I’ve come to find that restitution is nebulous and elusive when it depends on the validation of humans. If I owe you $40,000 you can take me to court for it and get the value awarded to you by a judge but how do you get people to believe your sincerity if you’re Vick? He did two years in prison and lost $135 million dollars when his contract with the Atlanta Falcons was voided. He declared bankruptcy too but the “R” word remains mythically elusive. Truth is that maybe “making amends” is impossible. People aren’t forgiving by-and-large. They simply aren’t. Forgiveness is the key to restitution and it involves uncomfortable emotions.

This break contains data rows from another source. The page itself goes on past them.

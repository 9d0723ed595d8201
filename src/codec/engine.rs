//! Codec engine: runs the full compress/decompress pipeline.
//!
//! ```text
//! compress:   bytes -> analyze -> encode -> deflate -> frame
//! decompress: frame -> parse -> inflate -> decode -> verify
//! ```
//!
//! Every call owns its pattern table and token buffer; the engine itself is
//! immutable configuration and can be shared across threads.

use super::analyzer::{PatternAnalyzer, PatternCandidate};
use super::deflate::DeflateCodec;
use super::frame::{build_frame, parse_frame, FrameMetadata};
use super::result::{CodecStats, CompressionResult};
use super::token::{decode_tokens, encode_tokens_with_usage, max_stream_len, PatternTable};
use super::{ALGORITHM_NAME, FORMAT_VERSION};
use crate::config::{CodecConfig, VersionPolicy, DEFAULT_BLOCK_SIZE};
use crate::error::{KolibriError, Result, Stage};

/// Two-stage pattern + DEFLATE codec
#[derive(Debug, Clone)]
pub struct KolibriCodec {
    analyzer: PatternAnalyzer,
    deflate: DeflateCodec,
    /// Block size reported by [`KolibriCodec::stats`]
    pub block_size: usize,
    /// Store the pattern table in frame metadata
    pub embed_table: bool,
    /// Check the CRC-32 on decompress
    pub verify_checksum: bool,
    /// Reaction to frames from another format version
    pub version_policy: VersionPolicy,
}

impl Default for KolibriCodec {
    fn default() -> Self {
        Self {
            analyzer: PatternAnalyzer::default(),
            deflate: DeflateCodec::default(),
            block_size: DEFAULT_BLOCK_SIZE,
            embed_table: true,
            verify_checksum: true,
            version_policy: VersionPolicy::default(),
        }
    }
}
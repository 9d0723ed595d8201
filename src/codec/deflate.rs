//! Generic compressor stage (zlib-wrapped DEFLATE).

use std::io::{self, Write};

use flate2::write::ZlibEncoder;
use flate2::{Compression, Decompress, FlushDecompress, Status};

use crate::error::{KolibriError, Result};

/// Highest zlib level
pub const MAX_LEVEL: u32 = 9;

/// Default compression level (maximum)
pub const DEFAULT_LEVEL: u32 = MAX_LEVEL;

/// Output growth step while inflating
const INFLATE_CHUNK: usize = 16 * 1024;

/// DEFLATE codec
#[derive(Debug, Clone)]
pub struct DeflateCodec {
    /// Compression level (0-9)
    pub level: u32,
}

impl Default for DeflateCodec {
    fn default() -> Self {
        Self {
            level: DEFAULT_LEVEL,
        }
    }
}

impl DeflateCodec {
    /// Create new codec with maximum compression
    pub fn new() -> Self {
        Self::default()
    }

    /// Create codec with custom level
    pub fn with_level(level: u32) -> Self {
        Self {
            level: level.min(MAX_LEVEL),
        }
    }

    /// Compress bytes to a zlib stream
    pub fn compress(&self, data: &[u8]) -> Result<Vec<u8>> {
        let mut encoder = ZlibEncoder::new(
            Vec::with_capacity(data.len() / 2 + 16),
            Compression::new(self.level.min(MAX_LEVEL)),
        );
        encoder
            .write_all(data)
            .map_err(KolibriError::UnderlyingCodec)?;
        encoder.finish().map_err(KolibriError::UnderlyingCodec)
    }

    /// Decompress a zlib stream.
    pub fn decompress(&self, data: &[u8]) -> Result<Vec<u8>> {
        self.decompress_bounded(data, usize::MAX)
    }

    /// Decompress a zlib stream into at most `limit` bytes.
    ///
    /// Fails on malformed input, on streams that end before the final
    /// block, and with [`KolibriError::OutputLimit`] once the output grows
    /// past `limit`; partial output is never returned.
    pub fn decompress_bounded(&self, data: &[u8], limit: usize) -> Result<Vec<u8>> {
        let ceiling = limit.saturating_add(1);
        let mut inflater = Decompress::new(true);
        let mut out =
            Vec::with_capacity(data.len().saturating_mul(4).max(INFLATE_CHUNK).min(ceiling));

        loop {
            if out.len() == out.capacity() {
                let room = ceiling - out.len();
                out.reserve_exact(INFLATE_CHUNK.max(out.len()).min(room));
            }

            let consumed = inflater.total_in() as usize;
            let produced = inflater.total_out();
            let status = inflater
                .decompress_vec(&data[consumed..], &mut out, FlushDecompress::None)
                .map_err(|e| {
                    KolibriError::UnderlyingCodec(io::Error::new(io::ErrorKind::InvalidData, e))
                })?;

            if out.len() > limit {
                return Err(KolibriError::OutputLimit {
                    limit: limit as u64,
                });
            }

            match status {
                Status::StreamEnd => return Ok(out),
                Status::Ok | Status::BufError => {
                    let stalled = inflater.total_in() as usize == consumed
                        && inflater.total_out() == produced;
                    if stalled && out.len() < out.capacity() {
                        return Err(KolibriError::UnderlyingCodec(io::Error::new(
                            io::ErrorKind::UnexpectedEof,
                            "compressed stream ended before the final block",
                        )));
                    }
                },
            }
        }
    }
}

It feels good to write people off and it’s easier than listening to a gifted athlete make claims of having been transformed in jail. But writing people off is not how we’ve structured the justice system. The system says pay what you owe and you can be restored to the community of citizens. Granted, some debts are so steep by legal standards that permanent prison sentences remove some from society. Nevertheless, it’s always disappointing when we (the society) condemn them (the “Vicks”) without a willingness to see restoration. Speak this way and people say you’re a “bleeding heart” too soft to invoke the teeth of the law. But isn’t the spirit of any law correction and not destruction? What kind of society roots for people to fail? How sadistic and arrogant are we when God doesn’t even quit on humanity. I can hear the pundits now, “…But I never ran a dog-fighting ring.” No, but you’ve fudged income taxes, neglected spending time with children, dabbled in drug use, had immoral thoughts, lied to your boyfriend/girlfriend, disrespected your parents maybe even stolen merchandise or had multiple abortions. No one deserves a second chance but we get them. I’ve gotten third and fourth chances myself.  Restitution means we exist in the difficult tension of mixing punishment and rehabilitation for the sake of redemption. Michael Vick is just one more test-case to see if America will opt out of its responsibility to the complete purpose of the law.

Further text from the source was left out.